此外,術者可利用3D腹腔鏡對空間縱深感的優勢,訓練各種優化的縫合進針方向,以提高熟練度及縫合的可靠性,可明顯縮短學習曲線。

第六步,胰腺鉤突切除術。鉤突切除術初期,建議將門靜脈及腸系膜上靜脈進行雙懸吊,助手將吊帶提向左側,以利腸系膜上動脈的顯露及靜脈側后方的處理。主刀應熟練掌握左手吸引器操作,左手吸引器利于解剖平面的推進,緊急出血時可第一時間進行壓迫控制,從而降低對助手的要求。肥胖或鉤突肥大的病例,可由結腸下區入路打通十二指腸第三段后腹膜,自下而上進行切除,過程中需注意胃結腸共同干、第一空腸靜脈、胰十二指腸下靜脈、胰十二指腸下動脈、胰十二指腸上后靜脈的處理(小靜脈建議絲線結扎后再上血管夾)。雙極電凝對于表淺小血管的出血優勢明顯,可顯著縮短手術時間。

此外,對于LPD適應證的選擇需由易至難逐漸推進,開展初期選擇患者年齡、體型適中的十二指腸乳頭癌、膽管下端癌等容易切除的病例,逐漸過渡至胰頭癌,對于T分期較晚或需聯合血管切除重建的胰頭癌病例,筆者認為,截至目前,腹腔鏡下完成此類病例的優勢不大,而對于良性囊性胰頭部病變則應嚴格掌握手術適應證。

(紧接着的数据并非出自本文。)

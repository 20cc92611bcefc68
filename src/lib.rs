// Consensus core for a headers-only proof-of-work chain node.
//
// This crate owns the header validation pipeline, the in-memory block-index
// tree with chain selection and reorganization, orphan and failure
// tracking, RandomX proof-of-work verification, ASERT difficulty
// adjustment, and the peer-facing header-sync state machine. Transport,
// peer discovery, RPC and CLI surfaces are deliberately external: this
// crate exposes narrow interfaces for them to call.

pub mod blocks;
pub mod chain_storage;
pub mod common;
pub mod consensus;
pub mod persistence;
pub mod proof_of_work;
pub mod sync;
pub mod validation;
pub mod wire;

#[cfg(any(test, feature = "test-support"))]
pub mod test_helpers;

pub use blocks::{BlockHash, BlockHeader};
pub use chain_storage::ChainState;
pub use consensus::ConsensusParams;
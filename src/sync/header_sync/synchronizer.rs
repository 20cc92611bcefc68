//! The header-sync state machine: designates a sync peer, feeds `headers`
//! messages through [`ChainState::accept_header`], and turns the results
//! into misbehavior reports (spec §4.7).

use std::sync::atomic::{AtomicU64, Ordering};
use std::sync::Arc;
use std::time::Duration;

use log::*;

use crate::chain_storage::{AcceptHeaderReject, ChainState};
use crate::common::PeerId;
use crate::sync::ban::{BanDecision, MisbehaviorReason, PeerRegistry};
use crate::sync::config::HeaderSyncConfig;
use crate::sync::header_sync::error::SyncProtocolError;
use crate::wire::HeadersMessage;

const LOG_TARGET: &str = "chainbase::sync::header_sync";

/// No peer currently holds the sync slot.
const NO_SYNC_PEER: u64 = u64::MAX;

/// What the caller should do after feeding a `headers` message through the
/// state machine.
#[derive(Debug, Clone, PartialEq, Eq)]
pub enum SyncOutcome {
    /// The message carried no headers we didn't already have; nothing to do.
    UpToDate,
    /// At least one header was accepted. `request_more` is set when the
    /// batch was exactly at the per-message cap, implying the peer likely
    /// has more (spec §4.7) - the caller should send another `getheaders`
    /// built from [`ChainState::build_locator`].
    Accepted { request_more: bool },
    /// The peer misbehaved; `decision` says whether to disconnect.
    Misbehavior { reason: MisbehaviorReason, decision: BanDecision },
}

/// Coordinates header sync against a single [`ChainState`]. Cheap to clone
/// via `Arc` at the call site; holds only atomics and the peer registry
/// internally so it can be shared across connection tasks without an outer
/// lock.
pub struct SyncManager {
    chain: Arc<ChainState>,
    registry: PeerRegistry,
    config: HeaderSyncConfig,
    sync_peer: AtomicU64,
    sync_started_at: AtomicU64,
    last_headers_received_at: AtomicU64,
}

impl SyncManager {
    pub fn new(chain: Arc<ChainState>, config: HeaderSyncConfig) -> Self {
        Self {
            chain,
            registry: PeerRegistry::new(config.clone()),
            config,
            sync_peer: AtomicU64::new(NO_SYNC_PEER),
            sync_started_at: AtomicU64::new(0),
            last_headers_received_at: AtomicU64::new(0),
        }
    }

    pub fn registry(&self) -> &PeerRegistry {
        &self.registry
    }

    pub fn current_sync_peer(&self) -> Option<PeerId> {
        match self.sync_peer.load(Ordering::SeqCst) {
            NO_SYNC_PEER => None,
            id => Some(PeerId::new(id)),
        }
    }

    /// Atomically claims the sync-peer slot if it is free. Returns `true`
    /// iff `peer` now holds it.
    pub fn try_begin_sync(&self, peer: PeerId, now: u64) -> bool {
        let claimed = self
            .sync_peer
            .compare_exchange(NO_SYNC_PEER, peer.as_u64(), Ordering::SeqCst, Ordering::SeqCst)
            .is_ok();
        if claimed {
            self.sync_started_at.store(now, Ordering::SeqCst);
            self.last_headers_received_at.store(now, Ordering::SeqCst);
            debug!(target: LOG_TARGET, "{} designated as sync peer", peer);
        }
        claimed
    }

    /// Releases the sync-peer slot if `peer` currently holds it.
    pub fn end_sync(&self, peer: PeerId) {
        let _ = self.sync_peer.compare_exchange(
            peer.as_u64(),
            NO_SYNC_PEER,
            Ordering::SeqCst,
            Ordering::SeqCst,
        );
    }

    /// Clears the sync-peer slot if it has been idle past
    /// [`HeaderSyncConfig::sync_peer_timeout`], returning the peer that was
    /// evicted so the caller can disconnect/reassign it.
    pub fn check_sync_timeout(&self, now: u64) -> Option<PeerId> {
        let current = self.sync_peer.load(Ordering::SeqCst);
        if current == NO_SYNC_PEER {
            return None;
        }
        let last = self.last_headers_received_at.load(Ordering::SeqCst);
        if now.saturating_sub(last) < self.config.sync_peer_timeout.as_secs() {
            return None;
        }
        if self
            .sync_peer
            .compare_exchange(current, NO_SYNC_PEER, Ordering::SeqCst, Ordering::SeqCst)
            .is_ok()
        {
            warn!(target: LOG_TARGET, "sync peer#{} timed out, clearing slot", current);
            Some(PeerId::new(current))
        } else {
            None
        }
    }

    fn touch(&self, now: u64) {
        self.last_headers_received_at.store(now, Ordering::SeqCst);
    }

    /// Spec §4.7 processing of an inbound `headers` message.
    pub fn process_headers_message(
        &self,
        peer: PeerId,
        msg: &HeadersMessage,
        now: u64,
    ) -> Result<SyncOutcome, SyncProtocolError> {
        if msg.headers.len() > self.config.max_headers_per_message {
            let decision = self.registry.report(peer, MisbehaviorReason::OversizedMessage);
            let err = SyncProtocolError::OversizedHeadersMessage {
                peer,
                count: msg.headers.len(),
                limit: self.config.max_headers_per_message,
            };
            debug!(target: LOG_TARGET, "{}: {} ({:?})", peer, err, decision);
            return Err(err);
        }

        if msg.headers.is_empty() {
            return Ok(SyncOutcome::UpToDate);
        }

        for pair in msg.headers.windows(2) {
            if pair[1].prev_hash != pair[0].hash() {
                let decision = self.registry.report(peer, MisbehaviorReason::NonContinuousHeaders);
                return Ok(SyncOutcome::Misbehavior { reason: MisbehaviorReason::NonContinuousHeaders, decision });
            }
        }

        for header in &msg.headers {
            let target = crate::blocks::bits_to_target(header.bits);
            if crate::validation::layer1_prefilter(header, target).is_err() {
                // Spec §4.7 step 3: a single bad commitment anywhere in the
                // batch condemns the whole batch before any of it reaches
                // `accept_header` - none of it is inserted into the index.
                let decision = self.registry.report(peer, MisbehaviorReason::InvalidPow);
                return Ok(SyncOutcome::Misbehavior { reason: MisbehaviorReason::InvalidPow, decision });
            }
        }

        if self.current_sync_peer() == Some(peer) {
            self.touch(now);
        }

        let mut accepted_any = false;
        for header in &msg.headers {
            match self.chain.accept_header(header.clone(), peer, now) {
                Ok(_hash) => {
                    accepted_any = true;
                    self.registry.decay_unconnecting(peer);
                },
                Err(AcceptHeaderReject::InvalidPowCommitment) | Err(AcceptHeaderReject::InvalidPow) => {
                    let decision = self.registry.report(peer, MisbehaviorReason::InvalidPow);
                    return Ok(SyncOutcome::Misbehavior { reason: MisbehaviorReason::InvalidPow, decision });
                },
                Err(AcceptHeaderReject::Orphan(_)) => {
                    self.registry.record_unconnecting(peer);
                    if self.registry.unconnecting_count(peer) >= self.config.unconnecting_limit {
                        let decision = self.registry.report(peer, MisbehaviorReason::TooManyUnconnecting);
                        return Ok(SyncOutcome::Misbehavior {
                            reason: MisbehaviorReason::TooManyUnconnecting,
                            decision,
                        });
                    }
                    if self.chain.orphan_count_for_peer(peer) >= crate::chain_storage::orphan::MAX_ORPHANS_PER_PEER {
                        let decision = self.registry.report(peer, MisbehaviorReason::TooManyOrphans);
                        return Ok(SyncOutcome::Misbehavior { reason: MisbehaviorReason::TooManyOrphans, decision });
                    }
                    // Further headers in this batch almost certainly chain from
                    // an orphan too; stop and wait for the parent instead of
                    // trying each one against an unknown tree.
                    break;
                },
                Err(_other) => {
                    let decision = self.registry.report(peer, MisbehaviorReason::NonContinuousHeaders);
                    return Ok(SyncOutcome::Misbehavior { reason: MisbehaviorReason::NonContinuousHeaders, decision });
                },
            }
        }

        if accepted_any && !self.chain.is_initial_sync(now) {
            if let Some(tip) = self.chain.get_tip() {
                if tip.accumulated_difficulty < self.config.minimum_chain_work {
                    let decision = self.registry.report(peer, MisbehaviorReason::LowWorkHeaders);
                    return Ok(SyncOutcome::Misbehavior { reason: MisbehaviorReason::LowWorkHeaders, decision });
                }
            }
        }

        Ok(SyncOutcome::Accepted { request_more: msg.headers.len() == self.config.max_headers_per_message })
    }

    /// Builds the `getheaders` locator for the current tip (spec §3.3).
    pub fn build_locator(&self) -> Vec<crate::blocks::BlockHash> {
        self.chain.build_locator()
    }

    pub fn sync_peer_timeout(&self) -> Duration {
        self.config.sync_peer_timeout
    }

    /// When the current sync peer was designated, if any (seconds, same
    /// clock as the `now` passed to `try_begin_sync`).
    pub fn sync_started_at(&self) -> Option<u64> {
        if self.sync_peer.load(Ordering::SeqCst) == NO_SYNC_PEER {
            None
        } else {
            Some(self.sync_started_at.load(Ordering::SeqCst))
        }
    }
}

對于腫瘤較大、局部可能累犯門靜脈/腸系膜上靜脈的病例,預防鉤突切除出血的關鍵在于預先規劃切除路徑,可選擇后腹膜入路、左側屈氏韌帶入路及遵循腸系膜上動脈優先處理的原則,利用血管懸吊技術,以利手術的安全進行。腹腔鏡具有足側向頭側及側后方的視角優勢,對于困難的LPD病例,不急于建立胰頸后隧道,充分的Kocher切口、優先顯露腸系膜上動脈、優先處理胰頭部動脈血供、妥善處理胃結腸共同干是LPD安全進行的關鍵。

總體而言,如何安全有效度過LPD的學習曲線是每位胰腺外科醫生必須面對的難題。專科醫院的特點是病例數多、手術種類單一、微創氛圍較弱。專科醫院的青年醫生開展LPD需循序漸進,利用專科醫院的平臺優勢,通過大量開放手術的訓練熟悉操作過程及解剖層次,從良性腫瘤LDP入手,逐步開展LSPDP、惡性腫瘤LDP、L-RAMPS,訓練腔鏡下縫合打結技術,再分階段練習消化道重建(胃腸、膽腸、小膽管膽腸、胰腸),最后嘗試鉤突切除,從而更安全、更快地度過LPD的學習曲線,造福于更多的胰頭腫瘤患者。